__EXERCISE INPUTS__.
//! stressjudge - Differential stress-testing harness
//!
//! Given a generator program and two candidate programs, this crate
//! repeatedly produces a fresh random input, feeds it to both candidates,
//! and halts the moment their normalized outputs diverge or either program
//! fails, surfacing the exact failing input and a rendered side-by-side
//! diff.
//!
//! # Architecture
//!
//! - **`runner`**: per-language execution adapters (compile/run/cleanup)
//!   behind one capability trait, selected through a factory keyed by
//!   language tag
//! - **`tester`**: the orchestrator loop driving generation, concurrent dual
//!   execution, comparison, and reporting
//! - **`diff`**: LCS-based side-by-side line diff rendering
//! - **`message`**: the typed message stream a consumer reads
//!
//! # Example
//!
//! ```no_run
//! use stressjudge::{Language, ProgramSpec, StressConfig, StressTester};
//!
//! # async fn run() -> stressjudge::StressResult<()> {
//! let config = StressConfig::new(
//!     ProgramSpec::new("import random\nprint(random.randint(1, 100))", Language::Python),
//!     ProgramSpec::new("print(int(input()) * 2)", Language::Python),
//!     ProgramSpec::new("n = int(input())\nprint(n + n)", Language::Python),
//!     2.0,
//! );
//! let (handle, mut messages) = StressTester::start(config)?;
//! while let Some(message) = messages.recv().await {
//!     println!("{}", message.to_wire());
//! }
//! let _phase = handle.wait().await;
//! # Ok(())
//! # }
//! ```

pub mod config;
pub mod constants;
pub mod diff;
pub mod error;
pub mod message;
pub mod runner;
pub mod tester;

// Re-export commonly used types
pub use config::{ProgramSpec, StressConfig};
pub use error::{StressError, StressResult};
pub use message::{Candidate, LogMessage};
pub use runner::{CompileOutcome, ExecutionResult, ExitStatus, Language, LanguageRunner};
pub use tester::{Phase, StressHandle, StressTester};
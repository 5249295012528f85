//! Custom error types and handling
//!
//! Errors here cover harness construction only: bad configuration, unknown
//! language tags, workspace setup. Failures of the programs under test are
//! never `Err`s — they surface as typed [`ExecutionResult`]s and terminal
//! phases on the message stream.
//!
//! [`ExecutionResult`]: crate::runner::ExecutionResult

/// Harness-wide error type
#[derive(Debug, thiserror::Error)]
pub enum StressError {
    #[error("Invalid timeout: {0} (must be a positive number of seconds)")]
    InvalidTimeout(f64),

    #[error("Unsupported language: {0}")]
    UnsupportedLanguage(String),

    #[error("Failed to create workspace: {0}")]
    Workspace(#[source] std::io::Error),
}

/// Result type alias using StressError
pub type StressResult<T> = Result<T, StressError>;
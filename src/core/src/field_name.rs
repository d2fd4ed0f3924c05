// Copyright 2025 Katapult Rust Contributors
//
// Licensed under the Apache License, Version 2.0 (the "License");
// you may not use this file except in compliance with the License.
// You may obtain a copy of the License at
//
//     https://www.apache.org/licenses/LICENSE-2.0
//
// Unless required by applicable law or agreed to in writing, software
// distributed under the License is distributed on an "AS IS" BASIS,
// WITHOUT WARRANTIES OR CONDITIONS OF ANY KIND, either express or implied.
// See the License for the specific language governing permissions and
// limitations under the License.

/// Names the model field a reference was classified into.
///
/// Returned by the `lookup` constructors on the per-resource reference enums
/// so callers can tell whether an ambiguous input string was treated as an ID
/// or as the resource's secondary key.
#[derive(Clone, Copy, Debug, PartialEq, Eq)]
pub enum FieldName {
    Address,
    Fqdn,
    Id,
    Name,
    ObjectId,
    Permalink,
    SubDomain,
}
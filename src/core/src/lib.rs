// Copyright 2025 Katapult Rust Contributors
//
// Licensed under the Apache License, Version 2.0 (the "License");
// you may not use this file except in compliance with the License.
// You may obtain a copy of the License at
//
//     https://www.apache.org/licenses/LICENSE-2.0
//
// Unless required by applicable law or agreed to in writing, software
// distributed under the License is distributed on an "AS IS" BASIS,
// WITHOUT WARRANTIES OR CONDITIONS OF ANY KIND, either express or implied.
// See the License for the specific language governing permissions and
// limitations under the License.

//! Clients for the Katapult Core API (`/core/v1/`).
//!
//! Each resource gets a model struct, a single-field reference enum used to
//! identify the resource in requests, and a client with the operations for
//! that resource collection. [Client] bundles the per-resource clients over a
//! shared [katapult::Client] transport.
//!
//! API failures surface as [katapult::Error] values wrapping an [ApiError]
//! when the error code is part of the known taxonomy, or the raw
//! [ResponseError][katapult::error::ResponseError] envelope when it is not.
//! The [ErrorExt] trait provides the accessors for both.
//!
//! ```no_run
//! use katapult_core::{ErrorExt, OrganizationRef};
//!
//! # async fn sample() -> katapult::Result<()> {
//! let transport = katapult::Client::builder()
//!     .api_token("kat_token")
//!     .build()
//!     .expect("valid configuration");
//! let client = katapult_core::Client::new(transport);
//!
//! let org = OrganizationRef::SubDomain("acme".into());
//! match client.virtual_machines().list(&org, None).await {
//!     Ok(response) => println!("{} virtual machines", response.body().len()),
//!     Err(e) if e.category().is_some() => println!("API rejected the call: {e}"),
//!     Err(e) => return Err(e),
//! }
//! # Ok(()) }
//! ```

/// The Katapult Core API error taxonomy.
pub mod errors;

mod client;
mod data_center;
mod disk_template;
mod dns_zone;
mod field_name;
mod ip_address;
mod network;
mod organization;
mod task;
mod trash_object;
mod virtual_machine;
mod virtual_machine_build;
mod zone;

pub use client::Client;
pub use data_center::{DataCenter, DataCenterRef, DataCentersClient};
pub use disk_template::{DiskTemplate, DiskTemplateOption, DiskTemplateRef, DiskTemplateVersion};
pub use dns_zone::{
    DnsZone, DnsZoneCreateArguments, DnsZoneRef, DnsZoneVerificationDetails, DnsZonesClient,
};
pub use errors::{ApiError, ApiErrorKind, ErrorExt};
pub use field_name::FieldName;
pub use ip_address::{
    IpAddress, IpAddressCreateArguments, IpAddressRef, IpAddressUpdateArguments,
    IpAddressesClient, IpVersion,
};
pub use network::{AvailableNetworks, Network, NetworkRef, NetworksClient, VirtualNetwork};
pub use organization::{Organization, OrganizationRef, OrganizationsClient};
pub use task::{Task, TaskStatus, TasksClient};
pub use trash_object::{TrashObject, TrashObjectRef, TrashObjectsClient};
pub use virtual_machine::{
    VirtualMachine, VirtualMachineRef, VirtualMachineState, VirtualMachinesClient,
};
pub use virtual_machine_build::{
    VirtualMachineBuild, VirtualMachineBuildArguments, VirtualMachineBuildRef,
    VirtualMachineBuildState, VirtualMachineBuildsClient,
};
pub use zone::{Zone, ZoneRef};
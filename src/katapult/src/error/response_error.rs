// Copyright 2025 Katapult Rust Contributors
//
// Licensed under the Apache License, Version 2.0 (the "License");
// you may not use this file except in compliance with the License.
// You may obtain a copy of the License at
//
//     https://www.apache.org/licenses/LICENSE-2.0
//
// Unless required by applicable law or agreed to in writing, software
// distributed under the License is distributed on an "AS IS" BASIS,
// WITHOUT WARRANTIES OR CONDITIONS OF ANY KIND, either express or implied.
// See the License for the specific language governing permissions and
// limitations under the License.

use super::Category;
use serde::{Deserialize, Serialize};

/// The raw error envelope returned by the Katapult API on failure.
///
/// Non-2xx responses carry a JSON body of the form
/// `{"error": {"code": "...", "description": "...", "detail": {...}}}`. The
/// `code` field is a stable machine identifier, and `detail` is an opaque
/// JSON object whose shape depends on the code (possibly empty or absent).
///
/// A `ResponseError` is usable as-is: it is the error value for codes the
/// taxonomy does not recognize, carrying a best-effort [Category] derived
/// from the HTTP status code. Known codes are upgraded to a typed error by
/// `katapult-core`.
#[derive(Clone, Debug, Default, PartialEq, Deserialize, Serialize)]
#[serde(default)]
#[non_exhaustive]
pub struct ResponseError {
    /// The machine-readable error code, e.g. `network_not_found`.
    pub code: String,

    /// The human-readable description of the error.
    pub description: String,

    /// The opaque detail payload. [serde_json::Value::Null] when absent.
    pub detail: serde_json::Value,

    #[serde(skip)]
    category: Category,
}

impl ResponseError {
    /// Creates an envelope, deriving the category from the HTTP status code
    /// of the response it was received in.
    pub fn new<C, D>(http_status: u16, code: C, description: D, detail: serde_json::Value) -> Self
    where
        C: Into<String>,
        D: Into<String>,
    {
        Self {
            code: code.into(),
            description: description.into(),
            detail,
            category: Category::from_http_status(http_status),
        }
    }

    /// Sets the category from a HTTP status code. Used after deserializing
    /// the envelope from a response body, which carries no status itself.
    pub fn with_status(mut self, http_status: u16) -> Self {
        self.category = Category::from_http_status(http_status);
        self
    }

    /// The coarse category derived from the transport status code.
    pub fn category(&self) -> Category {
        self.category
    }

    fn detail_is_present(&self) -> bool {
        match &self.detail {
            serde_json::Value::Null => false,
            serde_json::Value::Object(o) => !o.is_empty(),
            _ => true,
        }
    }
}

impl std::fmt::Display for ResponseError {
    fn fmt(&self, f: &mut std::fmt::Formatter<'_>) -> std::fmt::Result {
        f.write_str(&self.code)?;
        if !self.description.is_empty() {
            write!(f, ": {}", self.description)?;
        }
        // A non-empty detail object is prettified and appended, so unknown
        // codes still surface whatever the API chose to include.
        if self.detail_is_present() {
            let pretty = serde_json::to_string_pretty(&self.detail)
                .unwrap_or_else(|_| self.detail.to_string());
            write!(f, " -- {pretty}")?;
        }
        Ok(())
    }
}

impl std::error::Error for ResponseError {}

/// The top-level body wrapping the envelope on non-2xx responses.
#[derive(Debug, Default, Deserialize)]
pub(crate) struct ErrorResponseBody {
    pub error: Option<ResponseError>,
}
// Copyright 2025 Katapult Rust Contributors
//
// Licensed under the Apache License, Version 2.0 (the "License");
// you may not use this file except in compliance with the License.
// You may obtain a copy of the License at
//
//     https://www.apache.org/licenses/LICENSE-2.0
//
// Unless required by applicable law or agreed to in writing, software
// distributed under the License is distributed on an "AS IS" BASIS,
// WITHOUT WARRANTIES OR CONDITIONS OF ANY KIND, either express or implied.
// See the License for the specific language governing permissions and
// limitations under the License.

use std::error::Error as StdError;

type BoxError = Box<dyn StdError + Send + Sync>;

/// The core error returned by all Katapult client libraries.
///
/// Errors come from multiple sources: the service may reject a request, the
/// transport may be unable to reach the endpoint, or the library may be
/// unable to build or decode a message. Most applications just return or log
/// the error. Applications that need to branch can use the `is_*` predicates
/// for the error kind, and [Error::as_inner] to reach a specific error in
/// the source chain, e.g. the [ResponseError][crate::error::ResponseError]
/// envelope for service errors.
///
/// # Example
/// ```
/// use katapult::error::{Category, Error, ResponseError};
/// fn handle(e: Error) {
///     if let Some(re) = e.as_inner::<ResponseError>() {
///         if re.category().is(Category::NotFound) {
///             println!("no such resource: {re}");
///         }
///     }
/// }
/// ```
#[derive(Debug)]
pub struct Error {
    kind: ErrorKind,
    source: BoxError,
}

impl Error {
    fn new<T: Into<BoxError>>(kind: ErrorKind, source: T) -> Self {
        Self {
            kind,
            source: source.into(),
        }
    }

    /// Creates an error for problems with the client configuration.
    pub fn config<T: Into<BoxError>>(source: T) -> Self {
        Self::new(ErrorKind::Config, source)
    }

    /// Creates an error for problems building a request, before any I/O
    /// takes place. A missing API token is the most common cause.
    pub fn request<T: Into<BoxError>>(source: T) -> Self {
        Self::new(ErrorKind::Request, source)
    }

    /// Creates an error for serialization problems.
    pub fn ser<T: Into<BoxError>>(source: T) -> Self {
        Self::new(ErrorKind::Serialization, source)
    }

    /// Creates an error for response deserialization problems, including
    /// non-2xx responses whose body is not a recognizable error envelope.
    pub fn deser<T: Into<BoxError>>(source: T) -> Self {
        Self::new(ErrorKind::Deserialization, source)
    }

    /// Creates an error for I/O problems while making a request.
    pub fn io<T: Into<BoxError>>(source: T) -> Self {
        Self::new(ErrorKind::Io, source)
    }

    /// Creates an error for requests that did not complete in time.
    pub fn timeout<T: Into<BoxError>>(source: T) -> Self {
        Self::new(ErrorKind::Timeout, source)
    }

    /// Creates an error with the information returned by the Katapult API.
    ///
    /// The source is typically a [ResponseError][crate::error::ResponseError]
    /// or, after classification, a typed error from `katapult-core`.
    pub fn service<T: Into<BoxError>>(source: T) -> Self {
        Self::new(ErrorKind::Service, source)
    }

    /// The transport could not reach the service or the connection failed.
    pub fn is_io(&self) -> bool {
        matches!(self.kind, ErrorKind::Io)
    }

    /// The request could not be completed before its deadline.
    pub fn is_timeout(&self) -> bool {
        matches!(self.kind, ErrorKind::Timeout)
    }

    /// The request could not be built.
    pub fn is_request(&self) -> bool {
        matches!(self.kind, ErrorKind::Request)
    }

    /// The client was misconfigured.
    pub fn is_config(&self) -> bool {
        matches!(self.kind, ErrorKind::Config)
    }

    /// The request body could not be serialized.
    pub fn is_serialization(&self) -> bool {
        matches!(self.kind, ErrorKind::Serialization)
    }

    /// The response body could not be deserialized.
    pub fn is_deserialization(&self) -> bool {
        matches!(self.kind, ErrorKind::Deserialization)
    }

    /// The service rejected the request and returned an error envelope.
    pub fn is_service(&self) -> bool {
        matches!(self.kind, ErrorKind::Service)
    }

    /// Recurses through the source error chain and returns a reference to
    /// the inner value if it is of type `T`, or `None` if it isn't found.
    pub fn as_inner<T: StdError + Send + Sync + 'static>(&self) -> Option<&T> {
        let mut error = self.source.as_ref() as &(dyn StdError);
        loop {
            match error.downcast_ref::<T>() {
                Some(e) => return Some(e),
                None => error = error.source()?,
            }
        }
    }
}

impl std::fmt::Display for Error {
    fn fmt(&self, f: &mut std::fmt::Formatter<'_>) -> std::fmt::Result {
        match self.kind {
            // Service errors render as-is: the envelope or typed error
            // message is already self-describing.
            ErrorKind::Service => write!(f, "{}", self.source),
            _ => write!(f, "{}: {}", self.kind, self.source),
        }
    }
}

impl StdError for Error {
    fn source(&self) -> Option<&(dyn StdError + 'static)> {
        Some(self.source.as_ref())
    }
}

#[derive(Clone, Copy, Debug, PartialEq)]
enum ErrorKind {
    Config,
    Request,
    Serialization,
    Deserialization,
    Io,
    Timeout,
    Service,
}

impl std::fmt::Display for ErrorKind {
    fn fmt(&self, f: &mut std::fmt::Formatter<'_>) -> std::fmt::Result {
        match self {
            ErrorKind::Config => write!(f, "config"),
            ErrorKind::Request => write!(f, "request"),
            ErrorKind::Serialization => write!(f, "cannot serialize the request"),
            ErrorKind::Deserialization => write!(f, "cannot deserialize the response"),
            ErrorKind::Io => write!(f, "i/o error while making the request"),
            ErrorKind::Timeout => write!(f, "the request exceeded its deadline"),
            ErrorKind::Service => write!(f, "service error"),
        }
    }
}
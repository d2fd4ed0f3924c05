// Copyright 2025 Katapult Rust Contributors
//
// Licensed under the Apache License, Version 2.0 (the "License");
// you may not use this file except in compliance with the License.
// You may obtain a copy of the License at
//
//     https://www.apache.org/licenses/LICENSE-2.0
//
// Unless required by applicable law or agreed to in writing, software
// distributed under the License is distributed on an "AS IS" BASIS,
// WITHOUT WARRANTIES OR CONDITIONS OF ANY KIND, either express or implied.
// See the License for the specific language governing permissions and
// limitations under the License.

//! Katapult API helpers.
//!
//! This crate contains the transport and the types shared by all Katapult
//! API clients: the unified [Error] type, the coarse error
//! [categories][error::Category], the wire-level error envelope, query-string
//! filter encoding, and pagination plumbing. The per-resource clients live in
//! the `katapult-core` crate and are thin consumers of the machinery defined
//! here.

/// An alias of [std::result::Result] where the error is always [Error].
///
/// This is the result type used by all functions wrapping API calls.
pub type Result<T> = std::result::Result<T, crate::error::Error>;

/// The error types used by the Katapult clients.
pub mod error;

/// Query-string filter representation and the [Queryable][query::Queryable]
/// trait.
pub mod query;

mod client;
mod list_options;
mod response;

pub use client::{BuilderError, Client, ClientBuilder, DEFAULT_ENDPOINT, DEFAULT_USER_AGENT};
pub use error::Error;
pub use list_options::ListOptions;
pub use response::{Pagination, Response};
// Copyright 2025 Katapult Rust Contributors
//
// Licensed under the Apache License, Version 2.0 (the "License");
// you may not use this file except in compliance with the License.
// You may obtain a copy of the License at
//
//     https://www.apache.org/licenses/LICENSE-2.0
//
// Unless required by applicable law or agreed to in writing, software
// distributed under the License is distributed on an "AS IS" BASIS,
// WITHOUT WARRANTIES OR CONDITIONS OF ANY KIND, either express or implied.
// See the License for the specific language governing permissions and
// limitations under the License.

use serde::Deserialize;

/// Pagination metadata returned alongside list results.
#[derive(Clone, Debug, Default, PartialEq, Eq, Deserialize)]
#[serde(default)]
pub struct Pagination {
    pub current_page: u32,
    pub total_pages: u32,
    pub total: u32,
    pub per_page: u32,
    /// True when the collection is too large for exact totals; `total` and
    /// `total_pages` are then approximations.
    pub large_set: bool,
}

/// A successful response: the decoded body plus response metadata.
#[derive(Clone, Debug)]
pub struct Response<T> {
    status: http::StatusCode,
    pagination: Option<Pagination>,
    body: T,
}

impl<T> Response<T> {
    /// Creates a response from its parts.
    pub fn new(status: http::StatusCode, body: T) -> Self {
        Self {
            status,
            pagination: None,
            body,
        }
    }

    /// Attaches pagination metadata, typically lifted out of a list
    /// response's body envelope.
    pub fn with_pagination(mut self, pagination: Option<Pagination>) -> Self {
        self.pagination = pagination;
        self
    }

    /// The HTTP status of the response.
    pub fn status(&self) -> http::StatusCode {
        self.status
    }

    /// Pagination metadata, present on list responses.
    pub fn pagination(&self) -> Option<&Pagination> {
        self.pagination.as_ref()
    }

    /// A reference to the decoded body.
    pub fn body(&self) -> &T {
        &self.body
    }

    /// Consumes the response, returning the decoded body.
    pub fn into_body(self) -> T {
        self.body
    }

    /// Transforms the body, preserving status and pagination. Used by the
    /// resource clients to project the wire envelope onto the result type.
    pub fn map<U, F>(self, f: F) -> Response<U>
    where
        F: FnOnce(T) -> U,
    {
        Response {
            status: self.status,
            pagination: self.pagination,
            body: f(self.body),
        }
    }
}

#[cfg(test)]
mod tests {
    use super::*;
    use serde_json::json;

    #[test]
    fn map_preserves_metadata() {
        let pagination = Pagination {
            current_page: 2,
            total_pages: 3,
            total: 70,
            per_page: 30,
            large_set: false,
        };
        let resp = Response::new(http::StatusCode::OK, vec![1, 2, 3])
            .with_pagination(Some(pagination.clone()));
        let mapped = resp.map(|v| v.len());
        assert_eq!(*mapped.body(), 3);
        assert_eq!(mapped.status(), http::StatusCode::OK);
        assert_eq!(mapped.pagination(), Some(&pagination));
    }

    #[test]
    fn pagination_deserializes_with_defaults() {
        let p: Pagination = serde_json::from_value(json!({"current_page": 1})).unwrap();
        assert_eq!(p.current_page, 1);
        assert_eq!(p.total, 0);
        assert!(!p.large_set);
    }
}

__WORK REQUIRED__. Lines holding "stressjudge": give how many there are in the entries above, and nothing more.

__THE COMPLETED TASK__. 3